What is challenging about it? 

The nature of nutrition and diets is fundamentally multisectoral, multi-causal and multipathway, so isolating very specific cause and effect can be a challenge. It is so much more complex than building a road or digging a well because it is connected to health, education, family, culture, gender, money, preference, etc. That complexity – and because food is so personal – can often create tension within the nutrition community (including academics, policymakers, NGOs, public health advocates). And this becomes even more complicated when you consider how to bring the impact of business into this space. As someone who sits in academia, I fully appreciate the challenge of navigating the grey areas of engagement. I have to be very careful about upholding ethics, especially when it comes to funding to avoid any potential conflicts of interest. But to make progress, the nutrition community needs to acknowledge that business is part of the equation whether we like it or not, and find a way to work with them without compromising public good or positive public health outcomes.



    What’s the latest news or a recent success?

    We recently published a discussion paper looking at public private partnerships (PPPs) in nutrition. We were able to pull together some helpful guidance for those looking to engage across sectors, and I think that assessing PPPs by looking at Motivation, Means and Success will be a very practical framing to help further responsible action in this space.


    What’s next? 

    We need more evidence of PPPs that work - evidence that has been generated through external, third party monitoring and evaluation. And as I mentioned before, we have established ground rules, theories and accountability mechanisms – it is time now for public sector nutrition partners to get comfortable with these rules so we can take action. To do this well, it will be important for third party brokers and evaluators to help establish, monitor, regulate and report on these partnerships and engagements.

    I am now really switching gears and will spend the next few years delving into some country field work in Asia. We are undertaking some case study work on sustainable and healthy food environments in the Mekong River and better understanding rural and peri-urban food insecurity deprivations in Nepal and Timor Leste. And of course, we are doing a bunch of pilot testing of the Food Systems Dashboard in countries.


    Has this work made you change your mind about anything?

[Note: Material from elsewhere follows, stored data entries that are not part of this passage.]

//! Read-through cache of each owner's avatars.

use std::sync::Arc;
use std::time::Duration;

use tracing::debug;

use crate::avatar::model::Avatar;
use crate::common::error::StoreResult;
use crate::common::ttl::TtlCache;
use crate::store::AvatarRepository;

/// One entry per owner, newest avatar first. The repository stays the
/// source of truth; every mutation must call [`AvatarCache::invalidate`].
pub struct AvatarCache {
    repo: Arc<dyn AvatarRepository>,
    entries: Arc<TtlCache<u64, Arc<Vec<Avatar>>>>,
}

impl AvatarCache {
    pub fn new(repo: Arc<dyn AvatarRepository>, ttl: Duration) -> Self {
        Self {
            repo,
            entries: Arc::new(TtlCache::new(ttl)),
        }
    }

    pub async fn get(&self, owner_id: u64) -> StoreResult<Arc<Vec<Avatar>>> {
        if let Some(avatars) = self.entries.get(&owner_id).await {
            return Ok(avatars);
        }
        debug!("Avatar cache miss for {}", owner_id);
        let avatars = Arc::new(self.repo.find_all(owner_id).await?);
        self.entries.set(owner_id, Arc::clone(&avatars)).await;
        Ok(avatars)
    }

    /// The owner's avatar with `id`, if the owner has one.
    pub async fn find_owned(&self, owner_id: u64, id: u64) -> StoreResult<Option<Avatar>> {
        Ok(self.get(owner_id).await?.iter().find(|a| a.id == id).cloned())
    }

    pub async fn invalidate(&self, owner_id: u64) {
        self.entries.invalidate(&owner_id).await;
    }

    pub fn entries(&self) -> &Arc<TtlCache<u64, Arc<Vec<Avatar>>>> {
        &self.entries
    }
}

    I do believe we need the private sector to make positive changes in the food system, but we need to be cautious about when and how to engage. Based on some of  our recent work (e.g. Food system PPPs), I think it is important to consider different types of engagement, and what lies behind the way in which companies communicate about themselves, as well as their activities and products. I think this work has also made me realise we need to be okay with failure. Not every partnership or initiative is going to work, but we have to try because that’s how we’ll learn and get better.


    If you had to have a slogan for this work, what would it be?

    If you want to partner in nutrition, proceed with caution!


    What is your favourite meal to share with friends or family?

    Spaghetti alle vongole! And clams are both healthy and sustainable. All washed down with a chilled prosecco.